| Your objective |
Every line from the line containing "pub struct AppState" through the final line below is to be repeated exactly; no other line is.
=======
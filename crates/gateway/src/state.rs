//! Shared app state handed to every route handler.

use std::sync::Arc;

use {
    axum::{http::StatusCode, response::Json},
    serde_json::{Value, json},
};

use {
    emberdash_burn::service::BurnService,
    emberdash_expenses::ExpenseBook,
    emberdash_prices::CachedPrices,
    emberdash_wallets::WalletRegistry,
};

#[derive(Clone)]
pub struct AppState {
    pub burn: Arc<BurnService>,
    pub wallets: Arc<WalletRegistry>,
    pub expenses: Arc<ExpenseBook>,
    pub prices: Arc<CachedPrices>,
}

/// Uniform JSON error body.
pub fn error_response(status: StatusCode, message: impl ToString) -> (StatusCode, Json<Value>) {
    (status, Json(json!({ "error": message.to_string() })))
}

pub fn internal_error(message: impl ToString) -> (StatusCode, Json<Value>) {
    error_response(StatusCode::INTERNAL_SERVER_ERROR, message)
}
=======
| Expected output |
pub struct AppState {
    pub burn: Arc<BurnService>,
    pub wallets: Arc<WalletRegistry>,
    pub expenses: Arc<ExpenseBook>,
    pub prices: Arc<CachedPrices>,
}

/// Uniform JSON error body.
pub fn error_response(status: StatusCode, message: impl ToString) -> (StatusCode, Json<Value>) {
    (status, Json(json!({ "error": message.to_string() })))
}

pub fn internal_error(message: impl ToString) -> (StatusCode, Json<Value>) {
    error_response(StatusCode::INTERNAL_SERVER_ERROR, message)
}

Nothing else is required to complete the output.